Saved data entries
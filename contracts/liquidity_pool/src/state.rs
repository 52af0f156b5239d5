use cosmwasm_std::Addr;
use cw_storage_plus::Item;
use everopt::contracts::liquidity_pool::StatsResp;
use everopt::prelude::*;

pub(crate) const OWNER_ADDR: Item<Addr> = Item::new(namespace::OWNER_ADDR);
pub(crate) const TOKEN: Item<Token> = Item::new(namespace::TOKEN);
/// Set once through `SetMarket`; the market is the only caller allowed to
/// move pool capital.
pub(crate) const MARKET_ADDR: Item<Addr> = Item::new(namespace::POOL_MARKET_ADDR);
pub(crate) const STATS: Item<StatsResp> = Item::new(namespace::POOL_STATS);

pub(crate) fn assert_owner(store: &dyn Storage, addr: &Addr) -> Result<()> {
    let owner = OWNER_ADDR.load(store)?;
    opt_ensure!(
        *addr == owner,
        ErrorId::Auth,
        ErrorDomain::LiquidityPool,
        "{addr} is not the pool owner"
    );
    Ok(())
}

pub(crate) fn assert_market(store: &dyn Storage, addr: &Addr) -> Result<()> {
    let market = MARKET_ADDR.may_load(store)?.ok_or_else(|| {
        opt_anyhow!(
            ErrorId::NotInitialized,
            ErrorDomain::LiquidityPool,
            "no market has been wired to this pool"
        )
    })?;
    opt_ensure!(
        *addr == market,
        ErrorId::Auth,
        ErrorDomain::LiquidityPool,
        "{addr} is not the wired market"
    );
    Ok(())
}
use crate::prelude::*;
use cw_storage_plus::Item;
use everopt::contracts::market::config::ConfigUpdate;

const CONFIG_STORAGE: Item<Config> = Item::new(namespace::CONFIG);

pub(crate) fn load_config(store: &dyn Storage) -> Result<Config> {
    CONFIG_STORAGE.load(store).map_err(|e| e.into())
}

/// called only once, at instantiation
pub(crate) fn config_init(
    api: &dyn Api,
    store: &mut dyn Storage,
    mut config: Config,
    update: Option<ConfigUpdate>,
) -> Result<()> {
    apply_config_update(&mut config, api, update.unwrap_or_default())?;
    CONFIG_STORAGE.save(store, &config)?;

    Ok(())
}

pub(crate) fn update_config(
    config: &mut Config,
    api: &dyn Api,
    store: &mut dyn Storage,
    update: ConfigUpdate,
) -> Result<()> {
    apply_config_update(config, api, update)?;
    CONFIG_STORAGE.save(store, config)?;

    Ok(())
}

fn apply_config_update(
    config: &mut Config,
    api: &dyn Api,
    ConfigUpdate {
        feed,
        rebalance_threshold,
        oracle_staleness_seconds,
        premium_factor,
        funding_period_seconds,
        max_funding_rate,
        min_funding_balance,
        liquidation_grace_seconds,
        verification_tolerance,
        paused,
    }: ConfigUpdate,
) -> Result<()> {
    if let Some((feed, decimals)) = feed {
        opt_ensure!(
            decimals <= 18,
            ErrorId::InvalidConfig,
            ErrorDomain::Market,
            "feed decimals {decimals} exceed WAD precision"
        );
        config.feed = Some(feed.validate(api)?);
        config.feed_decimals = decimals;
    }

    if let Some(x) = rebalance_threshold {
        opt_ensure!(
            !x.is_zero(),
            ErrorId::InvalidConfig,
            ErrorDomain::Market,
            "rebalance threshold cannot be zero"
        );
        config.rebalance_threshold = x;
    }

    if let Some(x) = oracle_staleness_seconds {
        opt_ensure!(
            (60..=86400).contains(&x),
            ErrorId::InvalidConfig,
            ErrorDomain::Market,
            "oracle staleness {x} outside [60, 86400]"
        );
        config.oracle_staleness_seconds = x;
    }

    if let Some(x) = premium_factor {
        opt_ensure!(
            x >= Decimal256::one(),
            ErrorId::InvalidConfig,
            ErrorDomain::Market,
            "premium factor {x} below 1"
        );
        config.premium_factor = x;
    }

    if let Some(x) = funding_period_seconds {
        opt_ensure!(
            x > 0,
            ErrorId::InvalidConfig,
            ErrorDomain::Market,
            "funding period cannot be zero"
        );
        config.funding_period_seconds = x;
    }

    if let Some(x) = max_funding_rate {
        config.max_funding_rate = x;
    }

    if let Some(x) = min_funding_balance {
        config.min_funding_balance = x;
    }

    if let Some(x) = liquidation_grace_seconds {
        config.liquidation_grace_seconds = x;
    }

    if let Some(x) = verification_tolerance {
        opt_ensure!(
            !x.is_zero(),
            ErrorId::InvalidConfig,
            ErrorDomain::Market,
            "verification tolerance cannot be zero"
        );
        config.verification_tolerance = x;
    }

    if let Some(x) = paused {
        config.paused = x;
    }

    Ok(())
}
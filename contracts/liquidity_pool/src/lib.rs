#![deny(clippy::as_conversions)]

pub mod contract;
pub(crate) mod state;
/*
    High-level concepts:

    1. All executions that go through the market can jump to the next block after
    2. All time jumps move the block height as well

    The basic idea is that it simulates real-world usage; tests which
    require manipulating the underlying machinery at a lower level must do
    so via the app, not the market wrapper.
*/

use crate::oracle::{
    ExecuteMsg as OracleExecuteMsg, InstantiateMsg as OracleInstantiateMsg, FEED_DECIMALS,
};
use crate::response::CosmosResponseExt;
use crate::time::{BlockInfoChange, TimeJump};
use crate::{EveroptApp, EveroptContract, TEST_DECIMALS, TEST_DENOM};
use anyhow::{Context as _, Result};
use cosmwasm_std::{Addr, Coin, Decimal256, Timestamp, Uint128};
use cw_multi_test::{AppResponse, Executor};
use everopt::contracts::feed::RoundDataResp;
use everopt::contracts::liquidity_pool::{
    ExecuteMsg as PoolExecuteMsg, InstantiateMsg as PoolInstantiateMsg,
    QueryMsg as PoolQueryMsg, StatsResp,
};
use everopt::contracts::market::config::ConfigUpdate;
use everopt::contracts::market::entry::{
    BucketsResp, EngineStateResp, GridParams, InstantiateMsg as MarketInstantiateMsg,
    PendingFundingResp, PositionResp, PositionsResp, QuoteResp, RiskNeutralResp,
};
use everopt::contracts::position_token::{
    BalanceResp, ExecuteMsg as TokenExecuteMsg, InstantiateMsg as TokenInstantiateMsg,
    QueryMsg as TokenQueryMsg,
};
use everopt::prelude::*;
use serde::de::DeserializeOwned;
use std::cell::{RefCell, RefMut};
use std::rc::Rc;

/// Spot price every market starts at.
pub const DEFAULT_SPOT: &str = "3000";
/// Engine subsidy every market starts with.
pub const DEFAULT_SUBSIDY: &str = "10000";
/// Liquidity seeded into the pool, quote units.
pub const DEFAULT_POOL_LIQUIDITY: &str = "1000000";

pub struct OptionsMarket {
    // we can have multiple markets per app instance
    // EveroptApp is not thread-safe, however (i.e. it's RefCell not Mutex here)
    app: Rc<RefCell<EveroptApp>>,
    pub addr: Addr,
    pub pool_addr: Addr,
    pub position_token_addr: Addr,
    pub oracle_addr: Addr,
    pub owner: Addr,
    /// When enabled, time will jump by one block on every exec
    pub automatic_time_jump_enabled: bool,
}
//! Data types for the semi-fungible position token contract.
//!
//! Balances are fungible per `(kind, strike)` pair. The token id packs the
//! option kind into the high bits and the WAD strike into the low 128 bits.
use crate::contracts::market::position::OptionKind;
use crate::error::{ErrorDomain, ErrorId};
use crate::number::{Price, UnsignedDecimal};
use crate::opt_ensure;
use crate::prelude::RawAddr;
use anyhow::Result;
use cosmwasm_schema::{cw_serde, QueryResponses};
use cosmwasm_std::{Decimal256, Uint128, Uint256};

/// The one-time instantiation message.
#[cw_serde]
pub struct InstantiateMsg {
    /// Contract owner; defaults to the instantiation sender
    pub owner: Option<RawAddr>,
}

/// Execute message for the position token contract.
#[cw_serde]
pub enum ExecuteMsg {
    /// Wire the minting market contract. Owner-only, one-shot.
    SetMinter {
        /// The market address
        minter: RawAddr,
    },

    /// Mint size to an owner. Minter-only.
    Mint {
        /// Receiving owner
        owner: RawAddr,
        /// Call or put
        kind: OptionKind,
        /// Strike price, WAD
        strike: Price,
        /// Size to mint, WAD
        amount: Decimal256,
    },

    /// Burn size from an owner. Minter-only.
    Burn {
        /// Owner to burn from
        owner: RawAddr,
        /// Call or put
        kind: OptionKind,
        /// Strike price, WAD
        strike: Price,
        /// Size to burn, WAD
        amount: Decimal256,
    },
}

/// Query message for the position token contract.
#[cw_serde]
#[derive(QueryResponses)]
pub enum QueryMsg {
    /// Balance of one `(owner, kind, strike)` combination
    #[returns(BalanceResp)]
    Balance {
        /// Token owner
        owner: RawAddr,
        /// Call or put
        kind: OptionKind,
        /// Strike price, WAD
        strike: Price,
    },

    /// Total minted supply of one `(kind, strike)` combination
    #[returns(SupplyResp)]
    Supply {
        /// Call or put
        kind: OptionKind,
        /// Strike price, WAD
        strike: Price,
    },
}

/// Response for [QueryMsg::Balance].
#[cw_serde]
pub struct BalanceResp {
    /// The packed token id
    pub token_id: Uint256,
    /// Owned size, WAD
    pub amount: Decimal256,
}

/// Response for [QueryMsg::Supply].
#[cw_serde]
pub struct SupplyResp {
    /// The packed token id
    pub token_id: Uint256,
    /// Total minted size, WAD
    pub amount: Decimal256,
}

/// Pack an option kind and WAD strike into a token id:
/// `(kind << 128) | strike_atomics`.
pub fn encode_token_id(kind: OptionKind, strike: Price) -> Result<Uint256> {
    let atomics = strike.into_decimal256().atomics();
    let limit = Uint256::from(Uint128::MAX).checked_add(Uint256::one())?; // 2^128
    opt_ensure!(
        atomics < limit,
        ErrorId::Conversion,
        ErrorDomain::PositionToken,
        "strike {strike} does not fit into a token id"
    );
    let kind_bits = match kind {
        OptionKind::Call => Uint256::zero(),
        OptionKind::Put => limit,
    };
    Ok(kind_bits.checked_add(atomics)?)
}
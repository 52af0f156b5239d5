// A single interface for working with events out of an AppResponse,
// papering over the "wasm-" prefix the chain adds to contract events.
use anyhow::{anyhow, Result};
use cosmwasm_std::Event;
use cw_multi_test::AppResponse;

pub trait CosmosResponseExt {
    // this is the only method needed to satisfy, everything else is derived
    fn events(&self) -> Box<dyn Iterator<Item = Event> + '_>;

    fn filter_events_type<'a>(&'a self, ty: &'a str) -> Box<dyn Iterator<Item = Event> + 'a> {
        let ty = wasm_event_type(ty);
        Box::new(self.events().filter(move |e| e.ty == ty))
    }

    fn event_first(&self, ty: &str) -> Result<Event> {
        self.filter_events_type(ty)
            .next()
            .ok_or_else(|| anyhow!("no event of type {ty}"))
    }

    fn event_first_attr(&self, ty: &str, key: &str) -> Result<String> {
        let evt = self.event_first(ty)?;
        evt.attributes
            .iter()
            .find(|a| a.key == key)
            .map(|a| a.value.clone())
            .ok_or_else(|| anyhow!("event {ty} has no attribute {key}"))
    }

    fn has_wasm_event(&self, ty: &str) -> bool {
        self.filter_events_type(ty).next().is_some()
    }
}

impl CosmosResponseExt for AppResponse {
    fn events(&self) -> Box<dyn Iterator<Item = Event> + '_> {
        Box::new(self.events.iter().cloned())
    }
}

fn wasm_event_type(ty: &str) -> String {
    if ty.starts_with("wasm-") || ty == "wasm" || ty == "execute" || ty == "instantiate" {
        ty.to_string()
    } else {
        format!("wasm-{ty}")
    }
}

» What you need to do: Note every line above where the string "EveroptApp" shows up, and copy those lines.

» Result below:
use crate::{EveroptApp, EveroptContract, TEST_DECIMALS, TEST_DENOM};
    // EveroptApp is not thread-safe, however (i.e. it's RefCell not Mutex here)
    app: Rc<RefCell<EveroptApp>>,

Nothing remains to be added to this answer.